Андрей вышел на кухню и зажег газ. Форма пламени напомнила ему голубую елочную звезду из фольги. «Можно ли поклоняться этому огню?» – почему-то подумал он.
Кухню пронизывал тоскливый звук водопроводных труб. Он напоминал сиплый человеческий стон. Неприятно. А все же казалось страшно, если он вдруг прекратится, как будто это был не звук, а проволока, натянутая над пустотой.
Звук прекратился. Андрей подумал, что в этот час на земле происходили, наверное, тысячи разговоров, подобные их разговору с Сашей. И каждый принес в мир не больше тепла и пользы, чем одна такая конфорка. И придуманный им феномен – один из ее лепестков. Самостоятельно даже чайник не согреет.
Фантазия разыгралась. Ему представилось, что он с серьезным лицом лепит из плавающего по полу пуха какую-то фигуру. Но ветер то и дело открывает форточку, у которой почему-то нет шпингалета, и вся работа идет прахом. А за окном хохочет Саша. Там много людей. Они играют в «картошку». Сашу посадили в круг и стараются попасть в нее мячом. Попадают; она взвизгивает, кричит и снова хохочет, но уже как-то ненатурально. Ему становится страшно. «Сашка, – кричит он, – почему ты там, когда тебе надо быть здесь?!» – «Зачем, зачем мне надо быть „здесь“, а не „там“? – кричит, не переставая хохотать, Саша. „Чтобы держать форточку, как ты не понимаешь!“ – „Еще чего, – хохочет Саша. – Зачем ее держать? Ты посмотри, какой день!“
На улице яркая весна. Лысая земля начала отращивать траву. Ольха роняет в нее сережки, и те извиваются мохнатыми гусеницами. И Саша извивается на земле, пытаясь увернуться от мяча. Любовные игры древнее цивилизаций. Тысячелетия молодые мужчины охотятся за женщиной, пытаясь поразить ее точным ударом. Тысячелетия уворачивается она от них и убегает, чтобы ее догнали. И сейчас, как когда-то, бессмысленно звонкое солнце смотрит на все это с лакейской непроницаемостью.
По полу перемещается пух, сдувается в бугристые загадочные формы.
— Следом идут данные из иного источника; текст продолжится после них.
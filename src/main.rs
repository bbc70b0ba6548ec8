use anyhow::Result;
use clap::{Args, Parser, Subcommand};
use colored::*;
use std::path::{Path, PathBuf};
use std::process;

use ark_helper::config::AttributeOverrides;
use ark_helper::error::ArkError;
use ark_helper::output::{self, OutputFormat};
use ark_helper::plan::{plan, PlanOptions};
use ark_helper::platform::{self, PlatformDescriptor, PlatformFamily};
use ark_helper::resolver::{resolve_with, Resolution, ResolveContext};

#[derive(Parser)]
#[command(name = "ark")]
#[command(version = "0.1.0")]
#[command(about = "Ark helper - platform packages and defaults for archive installs", long_about = None)]
struct Cli {
    #[command(subcommand)]
    command: Commands,

    #[arg(short, long, help = "Enable verbose output", global = true)]
    verbose: bool,

    #[arg(
        long,
        value_name = "FILE",
        global = true,
        help = "Node attributes JSON file with ark overrides"
    )]
    attributes: Option<PathBuf>,
}

#[derive(Args)]
struct PlatformArgs {
    #[arg(
        long,
        conflicts_with = "family",
        help = "Platform name, e.g. ubuntu, centos, mac_os_x"
    )]
    platform: Option<String>,

    #[arg(long, help = "Platform family, e.g. debian, rhel, windows")]
    family: Option<String>,

    #[arg(
        long = "platform-version",
        value_name = "VERSION",
        default_value = "",
        help = "Platform version"
    )]
    platform_version: String,

    #[arg(long, value_enum, default_value_t = OutputFormat::Text, help = "Output format")]
    format: OutputFormat,
}

#[derive(Subcommand)]
enum Commands {
    #[command(about = "Show packages and attributes for a platform")]
    Resolve {
        #[command(flatten)]
        target: PlatformArgs,
    },

    #[command(about = "List the packages required on a platform")]
    Packages {
        #[command(flatten)]
        target: PlatformArgs,
    },

    #[command(about = "Show default attributes for a platform")]
    Attributes {
        #[arg(help = "Single attribute to print")]
        name: Option<String>,

        #[command(flatten)]
        target: PlatformArgs,
    },

    #[command(about = "Show the converge plan for the default recipe")]
    Plan {
        #[command(flatten)]
        target: PlatformArgs,

        #[arg(long, help = "Include the 7-Zip recipe on Windows")]
        seven_zip: bool,
    },

    #[command(about = "Detect this host's platform and resolve it")]
    Detect {
        #[arg(long, value_enum, default_value_t = OutputFormat::Text, help = "Output format")]
        format: OutputFormat,
    },
}

fn main() {
    let cli = Cli::parse();

    if let Err(e) = run(cli) {
        match e.downcast_ref::<ArkError>() {
            Some(ark_error) => eprint!("{ark_error}"),
            None => eprintln!("{} {:#}", "✗".red().bold(), e),
        }
        process::exit(1);
    }
}

fn run(cli: Cli) -> Result<()> {
    if cli.verbose {
        eprintln!("{}", "Verbose mode enabled".dimmed());
    }
    ark_helper::logging::init_logging(cli.verbose)?;

    let overrides = load_overrides(cli.attributes.as_deref())?;

    let rendered = match cli.command {
        Commands::Resolve { target } => {
            let resolution = resolve_target(&target, &overrides);
            output::render_resolution(&resolution, target.format)?
        }
        Commands::Packages { target } => {
            let resolution = resolve_target(&target, &overrides);
            output::render_packages(&resolution, target.format)?
        }
        Commands::Attributes { name, target } => {
            let resolution = resolve_target(&target, &overrides);
            match name {
                Some(name) => output::render_attribute(&resolution, &name, target.format)?,
                None => output::render_attributes(&resolution, target.format)?,
            }
        }
        Commands::Plan { target, seven_zip } => {
            let resolution = resolve_target(&target, &overrides);
            let actions = plan(&resolution, &PlanOptions { seven_zip });
            output::render_plan(&actions, target.format)?
        }
        Commands::Detect { format } => {
            let descriptor = platform::detect();
            let context = if descriptor.family() == PlatformFamily::Windows {
                ResolveContext::from_env()
            } else {
                ResolveContext::default()
            };
            let resolution = resolve_with(&descriptor, &context).with_overrides(&overrides);
            output::render_resolution(&resolution, format)?
        }
    };

    print!("{rendered}");
    if !rendered.is_empty() && !rendered.ends_with('\n') {
        println!();
    }
    Ok(())
}

fn load_overrides(path: Option<&Path>) -> Result<AttributeOverrides> {
    let overrides = match path {
        Some(path) => AttributeOverrides::load(path)?,
        None => AttributeOverrides::load_default()?,
    };
    Ok(overrides)
}

fn descriptor_for(target: &PlatformArgs) -> PlatformDescriptor {
    match (&target.platform, &target.family) {
        (Some(name), _) => PlatformDescriptor::from_platform(name, target.platform_version.clone()),
        (None, Some(family)) => PlatformDescriptor::new(
            PlatformFamily::from_platform_name(family),
            target.platform_version.clone(),
        ),
        (None, None) => PlatformDescriptor::new(
            PlatformFamily::Other,
            target.platform_version.clone(),
        ),
    }
}

fn resolve_target(target: &PlatformArgs, overrides: &AttributeOverrides) -> Resolution {
    let descriptor = descriptor_for(target);
    resolve_with(&descriptor, &ResolveContext::default()).with_overrides(overrides)
}
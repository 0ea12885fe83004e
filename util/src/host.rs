//! Host platform utility functions

// ---------------------------------------------------------------------------
// IMPORTS
// ---------------------------------------------------------------------------

use std::path::PathBuf;

// ---------------------------------------------------------------------------
// CONSTANTS
// ---------------------------------------------------------------------------

/// Environment variable pointing at the software root, the directory which
/// contains `params/` and where sessions are created.
pub const SW_ROOT_ENV_VAR: &str = "ARM_SW_ROOT";

// ---------------------------------------------------------------------------
// PUBLIC FUNCTIONS
// ---------------------------------------------------------------------------

/// Get the root directory of the software.
///
/// This is the value of `ARM_SW_ROOT` if it is set, otherwise the current
/// working directory.
pub fn get_sw_root() -> std::io::Result<PathBuf> {
    match std::env::var_os(SW_ROOT_ENV_VAR) {
        Some(p) => Ok(PathBuf::from(p)),
        None => std::env::current_dir(),
    }
}
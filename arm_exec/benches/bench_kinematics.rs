//! # Kinematics and Dynamics Benchmark

use criterion::{black_box, criterion_group, criterion_main, Criterion};

use arm_lib::{
    dynamics::{DynParams, DynamicsSolver, NewtonEuler},
    kin::{KinParams, KinematicsSolver, Pose, SerialChain},
};
use nalgebra::DVector;

fn kinematics_benchmark(c: &mut Criterion) {
    // ---- Build the models ----

    let kin_params = KinParams::default();
    let chain = SerialChain::new(kin_params.clone()).unwrap();
    let dynamics = NewtonEuler::new(&kin_params, &DynParams::default()).unwrap();

    let home = DVector::from_column_slice(&[0.0, 0.5, -1.0, 0.0, 0.5, 0.0]);
    let rates = DVector::from_element(6, 0.2);
    let accels = DVector::from_element(6, 0.1);

    // Target 50 mm to the side of the home pose
    let target = Pose::translation(1.0, 0.05, 0.0);

    // ---- Benchmarks ----

    c.bench_function("forward_kinematics", |b| {
        b.iter(|| chain.forward_kinematics(black_box(&home)))
    });

    c.bench_function("jacobian", |b| b.iter(|| chain.jacobian(black_box(&home))));

    c.bench_function("inverse_kinematics", |b| {
        b.iter(|| chain.inverse_kinematics(black_box(&target), black_box(&home)))
    });

    c.bench_function("inverse_dynamics", |b| {
        b.iter(|| {
            dynamics.inverse_dynamics(
                black_box(&home),
                black_box(&rates),
                black_box(&accels),
                None,
            )
        })
    });

    c.bench_function("mass_matrix", |b| {
        b.iter(|| dynamics.mass_matrix(black_box(&home)))
    });
}

criterion_group!(benches, kinematics_benchmark);
criterion_main!(benches);
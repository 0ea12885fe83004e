//! # Weld control module
//!
//! The weld controller owns the arm models and the equipment and executes [`WeldTask`]s. Each task
//! is checked for safety, preprocessed according to the workpiece, planned into a [`Trajectory`]
//! and then executed on two threads:
//!
//! - `weld_ctrl::exec` walks the trajectory, solving inverse kinematics for each waypoint and
//!   commanding the mechanisms.
//! - `weld_ctrl::monitor` polls the process sensors, updating the live status and reducing the
//!   current if the torch overheats.
//!
//! Both threads observe a single run flag, which is cleared by [`WeldCtrl::stop_welding`] and
//! [`WeldCtrl::emergency_stop`]. `execute_task` blocks until both threads have exited, so these
//! stop functions are intended to be called from another thread holding a shared reference to the
//! controller.

// ---------------------------------------------------------------------------
// MODULES
// ---------------------------------------------------------------------------

mod exec;
mod monitor;
mod params;
mod safety;
mod state;
mod status;
mod task;

// ---------------------------------------------------------------------------
// IMPORTS
// ---------------------------------------------------------------------------

use log::{debug, error, info, warn};
use nalgebra::DVector;
use std::{
    path::{Path, PathBuf},
    sync::{
        atomic::{AtomicBool, AtomicUsize, Ordering},
        Arc, Mutex, PoisonError, RwLock,
    },
    thread,
};

use crate::{
    ctrl::{self, CtrlError},
    dynamics::{DynError, DynamicsSolver, NewtonEuler},
    kin::{KinError, KinematicsSolver, SerialChain},
    traj::{TrajError, TrajPlanner, Trajectory},
};
use eqpt_if::{EqptError, MotionInterface, SensorInterface, WeldEqpt};
use util::{params as util_params, session};

pub use params::Params;
pub use safety::SafetyError;
pub use state::*;
pub use status::*;
pub use task::*;

// ---------------------------------------------------------------------------
// CONSTANTS
// ---------------------------------------------------------------------------

/// Message recorded in the status by an emergency stop.
pub const EMERGENCY_STOP_MSG: &str = "Emergency stop activated";

/// Session directory trajectories are archived to.
const TRAJ_ARCHIVE_DIR: &str = "trajectories";

// ---------------------------------------------------------------------------
// DATA STRUCTURES
// ---------------------------------------------------------------------------

/// The equipment driven by the weld controller.
#[derive(Clone)]
pub struct Eqpt {
    pub weld: Arc<dyn WeldEqpt>,
    pub sensors: Arc<dyn SensorInterface>,
    pub motion: Arc<dyn MotionInterface>,
}

/// The weld controller.
///
/// Must be initialised with [`WeldCtrl::init`] before a task can be executed.
#[derive(Default)]
pub struct WeldCtrl {
    shared: Option<Arc<Shared>>,
}

/// State shared between the caller and the execution and monitor threads.
pub(crate) struct Shared {
    pub(crate) params: Params,

    pub(crate) kin: Box<dyn KinematicsSolver>,

    pub(crate) dynamics: Box<dyn DynamicsSolver>,

    pub(crate) planner: TrajPlanner,

    pub(crate) eqpt: Eqpt,

    /// Process parameters last pushed to the equipment
    pub(crate) weld_params: RwLock<WeldParams>,

    pub(crate) status: RwLock<WeldStatus>,

    /// Cleared to stop both task threads
    pub(crate) run: AtomicBool,

    /// Held while a task is being executed
    task_slot: AtomicBool,

    /// Number of tasks which have been prepared
    task_count: AtomicUsize,

    /// Set by a stop, cleared when a task takes the slot. Only changed with the status lock held.
    stop_requested: AtomicBool,

    /// True while the arc is on. The lock orders process start against stop.
    process_active: Mutex<bool>,
}

/// Releases the task slot when dropped.
struct TaskSlotGuard<'a>(&'a AtomicBool);

// ---------------------------------------------------------------------------
// ENUMERATIONS
// ---------------------------------------------------------------------------

/// Possible errors that can occur in the weld controller.
#[derive(Debug, thiserror::Error)]
pub enum WeldCtrlError {
    #[error("The weld controller has not been initialised")]
    NotInitialised,

    #[error("A task is already running")]
    TaskAlreadyRunning,

    #[error("Invalid weld controller parameters: {0}")]
    InvalidParams(String),

    #[error("Could not load the parameters: {0}")]
    ParamLoad(#[from] util_params::LoadError),

    #[error("Safety check failed: {0}")]
    SafetyCheckFailed(#[from] SafetyError),

    #[error("Kinematics error: {0}")]
    Kin(#[from] KinError),

    #[error("Dynamics error: {0}")]
    Dyn(#[from] DynError),

    #[error("Controller error: {0}")]
    Ctrl(#[from] CtrlError),

    #[error("Trajectory error: {0}")]
    Traj(#[from] TrajError),

    #[error("Equipment error: {0}")]
    Eqpt(#[from] EqptError),

    #[error("No inverse kinematics solution for waypoint {0}: {1}")]
    WaypointUnreachable(usize, KinError),

    #[error("Inverse kinematics solution for waypoint {0} is outside the joint limits")]
    InvalidJointSolution(usize),

    #[error("Failed to execute trajectory point {0}: {1}")]
    WaypointFailed(usize, EqptError),

    #[error("A lock was poisoned by a panicking thread")]
    PoisonError,

    #[error("Could not spawn the {0} thread: {1}")]
    ThreadSpawn(&'static str, std::io::Error),

    #[error("The execution thread panicked")]
    ThreadPanicked,
}

// ---------------------------------------------------------------------------
// IMPLEMENTATIONS
// ---------------------------------------------------------------------------

/// Archive path of the trajectory planned for the given task number.
fn traj_archive_path(task_num: usize) -> PathBuf {
    Path::new(TRAJ_ARCHIVE_DIR).join(format!("traj_{:04}.json", task_num))
}

impl<T> From<PoisonError<T>> for WeldCtrlError {
    fn from(_: PoisonError<T>) -> Self {
        WeldCtrlError::PoisonError
    }
}

impl Drop for TaskSlotGuard<'_> {
    fn drop(&mut self) {
        self.0.store(false, Ordering::Release);
    }
}
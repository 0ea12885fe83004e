//! # Dynamics module
//!
//! Provides the [`DynamicsSolver`] interface and the recursive Newton-Euler solver
//! [`NewtonEuler`].

// ---------------------------------------------------------------------------
// MODULES
// ---------------------------------------------------------------------------

mod newton_euler;
mod params;

// ---------------------------------------------------------------------------
// IMPORTS
// ---------------------------------------------------------------------------

use nalgebra::{DMatrix, DVector, Vector3};
use serde::{Deserialize, Serialize};

pub use newton_euler::*;
pub use params::*;

// ---------------------------------------------------------------------------
// DATA STRUCTURES
// ---------------------------------------------------------------------------

/// A force and moment exerted by the tool on its environment, expressed in the tool frame about
/// the tool point.
#[derive(Debug, Clone, Copy, Default, PartialEq, Serialize, Deserialize)]
pub struct Wrench {
    pub force_n: Vector3<f64>,
    pub moment_nm: Vector3<f64>,
}

// ---------------------------------------------------------------------------
// TRAITS
// ---------------------------------------------------------------------------

/// A dynamics model of an arm.
///
/// Passing vectors of the wrong length is a programmer error and will panic.
pub trait DynamicsSolver: Send + Sync {
    /// Number of joints in the model.
    fn num_joints(&self) -> usize;

    /// Joint torques required to produce the given accelerations.
    fn inverse_dynamics(
        &self,
        joints_rad: &DVector<f64>,
        rates_rads: &DVector<f64>,
        accels_radss: &DVector<f64>,
        tool_wrench: Option<&Wrench>,
    ) -> DVector<f64>;

    /// Joint accelerations produced by the given torques.
    fn forward_dynamics(
        &self,
        joints_rad: &DVector<f64>,
        rates_rads: &DVector<f64>,
        torques_nm: &DVector<f64>,
        tool_wrench: Option<&Wrench>,
    ) -> Result<DVector<f64>, DynError>;

    /// The joint space mass matrix.
    fn mass_matrix(&self, joints_rad: &DVector<f64>) -> DMatrix<f64>;

    /// Coriolis and centrifugal torques at the given rates.
    fn coriolis_centrifugal(
        &self,
        joints_rad: &DVector<f64>,
        rates_rads: &DVector<f64>,
    ) -> DVector<f64>;

    /// Torques needed to hold the arm still against gravity.
    fn gravity_torques(&self, joints_rad: &DVector<f64>) -> DVector<f64>;
}

// ---------------------------------------------------------------------------
// ENUMERATIONS
// ---------------------------------------------------------------------------

/// Possible errors that can occur in the dynamics module.
#[derive(Debug, Clone, thiserror::Error)]
pub enum DynError {
    #[error("The mass matrix is singular, cannot compute forward dynamics")]
    SingularMassMatrix,

    #[error("Invalid dynamic parameters: {0}")]
    InvalidParams(String),
}
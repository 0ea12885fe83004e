//! Parameters for the dynamics model

// ---------------------------------------------------------------------------
// IMPORTS
// ---------------------------------------------------------------------------

use serde::{Deserialize, Serialize};

use super::DynError;

// ---------------------------------------------------------------------------
// DATA STRUCTURES
// ---------------------------------------------------------------------------

/// Parameters for the dynamics model of the arm.
#[derive(Debug, Clone, Serialize, Deserialize)]
#[serde(default)]
pub struct DynParams {
    /// Inertial properties of each link, from the base outwards.
    pub links: Vec<LinkInertia>,

    /// Gravitational acceleration in the base frame.
    ///
    /// Units: meters/second^2
    pub gravity_ms2: [f64; 3],
}

/// Inertial properties of a single link, expressed in the link frame (origin at the link's
/// joint, X along the link).
#[derive(Debug, Clone, Serialize, Deserialize)]
pub struct LinkInertia {
    /// Units: kilograms
    pub mass_kg: f64,

    /// Position of the centre of mass.
    ///
    /// Units: meters
    pub com_m: [f64; 3],

    /// Inertia tensor about the centre of mass, row major.
    ///
    /// Units: kilogram meters^2
    pub inertia_kgm2: [[f64; 3]; 3],
}

// ---------------------------------------------------------------------------
// IMPLEMENTATIONS
// ---------------------------------------------------------------------------

impl Default for DynParams {
    fn default() -> Self {
        let lengths_m = [0.4, 0.3, 0.2, 0.1, 0.1, 0.05];
        let masses_kg = [8.0, 5.0, 3.0, 1.5, 1.0, 0.5];

        Self {
            links: lengths_m
                .iter()
                .zip(masses_kg.iter())
                .map(|(l, m)| LinkInertia::rod(*m, *l, 0.03))
                .collect(),
            gravity_ms2: [0.0, 0.0, -9.81],
        }
    }
}

impl DynParams {
    /// Check the parameters are physically meaningful for an arm with `num_joints` joints.
    pub fn validate(&self, num_joints: usize) -> Result<(), DynError> {
        if self.links.len() != num_joints {
            return Err(DynError::InvalidParams(format!(
                "expected inertial data for {} links, found {}",
                num_joints,
                self.links.len()
            )));
        }

        for (i, link) in self.links.iter().enumerate() {
            if !(link.mass_kg > 0.0) {
                return Err(DynError::InvalidParams(format!(
                    "link {} has non-positive mass {}",
                    i, link.mass_kg
                )));
            }

            let diag = [
                link.inertia_kgm2[0][0],
                link.inertia_kgm2[1][1],
                link.inertia_kgm2[2][2],
            ];
            if diag.iter().any(|d| *d < 0.0) {
                return Err(DynError::InvalidParams(format!(
                    "link {} has a negative principal inertia",
                    i
                )));
            }
        }

        Ok(())
    }
}

impl LinkInertia {
    /// A solid cylinder of the given mass, length and radius lying along the link's X axis.
    pub fn rod(mass_kg: f64, length_m: f64, radius_m: f64) -> Self {
        let i_xx = 0.5 * mass_kg * radius_m.powi(2);
        let i_yy = mass_kg * (3.0 * radius_m.powi(2) + length_m.powi(2)) / 12.0;

        Self {
            mass_kg,
            com_m: [0.5 * length_m, 0.0, 0.0],
            inertia_kgm2: [[i_xx, 0.0, 0.0], [0.0, i_yy, 0.0], [0.0, 0.0, i_yy]],
        }
    }
}

#[cfg(test)]
mod test {
    use super::*;

    #[test]
    fn test_default_is_valid() {
        assert!(DynParams::default().validate(6).is_ok());
        assert!(DynParams::default().validate(5).is_err());
    }

    #[test]
    fn test_rejects_massless_link() {
        let mut p = DynParams::default();
        p.links[3].mass_kg = 0.0;
        assert!(p.validate(6).is_err());
    }
}
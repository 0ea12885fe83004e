//! # Equipment Interface
//!
//! This module defines the traits and data structures used to talk to the cell's equipment. All
//! interfaces take `&self` so that a single instance can be shared between the execution and
//! monitor threads, implementors are responsible for their own interior synchronisation.

// ------------------------------------------------------------------------------------------------
// MODULES
// ------------------------------------------------------------------------------------------------

pub mod mech;
pub mod sens;
pub mod weld;

// ------------------------------------------------------------------------------------------------
// IMPORTS
// ------------------------------------------------------------------------------------------------

use serde::{Deserialize, Serialize};
use thiserror::Error;

// ------------------------------------------------------------------------------------------------
// ENUMS
// ------------------------------------------------------------------------------------------------

/// Errors which can be raised by any piece of equipment.
#[derive(Debug, Error, Clone, PartialEq, Serialize, Deserialize)]
pub enum EqptError {
    #[error("Could not connect to the equipment: {0}")]
    ConnectionFailed(String),

    #[error("The equipment is not connected")]
    NotConnected,

    #[error("The equipment is not ready")]
    NotReady,

    #[error("The equipment rejected the command: {0}")]
    CommandRejected(String),

    #[error("Demands were invalid: {0}")]
    DemsInvalid(String),

    #[error("The equipment is in an emergency stop state")]
    EmergencyStopped,
}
Желание работать снова входит в него, но предчувствие бессилия делает глупыми его руки, и он уже готов все бросить и присоединиться к общей вечной игре в „картошку“.
Это ощущение собственного бессилия не раз возникало у него в библиотеке: нужно ли для жизни то, что он делает, и не пропускает ли он эту самую жизнь в то время, пока якобы постигает ее тайны? По воле обстоятельств, по призванию ли он, конечно, принадлежал к „книжникам“ и испытателям, но по происхождению, по детству, по внутренней тяге – к людям жизни.
Вспомнилось, что он писал Тараблину из Тарусы: „…когда мы с тобой впервые подумали обо всех этих людях „они“, вместо „мы“?……разрыв этот вреден… „они“ – это ведь и родители наши…“ То, что мама не поймет в его курсовой ни строчки, – это ладно. Но понимает ли он свою мать – вот вопрос.
Запас его положительных представлений о яркой, деятельной, быть может, даже героической жизни был невелик и питался в основном детским чтением. Сегодня все это казалось только забавным. Нет, надо заниматься своим делом и не где-нибудь, а здесь. Ему предложили заменить в соседней школе литераторшу, которая ушла в декрет. Так тому и быть – он переводится на заочный и идет работать в школу. О своем намерении Андрей решил до времени не говорить Саше.
Сейчас ему было ясно: в том, что они с таким упоением принялись теоретизировать о любви и о жизни, было что-то печальное. Еще недавно ему больше всего нравилось молчать рядом с Сашей, нравилось, когда она, подняв на него посветлевшие от чтения глаза, спросит: „Майя – это индейцы?“ или: „В детстве я думала про портрет Гончарова, что это Обломов“. Нравилось, как подходила она к нему сзади и, обняв за шею, заглядывала в книгу. Странен был рядом с этим их сегодняшний отчет друг перед другом.
Вдруг из их комнаты раздался неимоверной силы гром. Сквозь него он расслышал тонкий женский крик. Не успев узнать Сашин голос, с упавшей в живот пустотой Андрей бросился к дверям.
Саша лежала поперек тахты и хохотала.
– Что такое? – спросил он в бешенстве.
Транзистор был включен на полную мощь. Солистка тянула последнюю ноту арии.
Андрей выключил транзистор, и получилось, как будто тряпкой заткнул рот певице.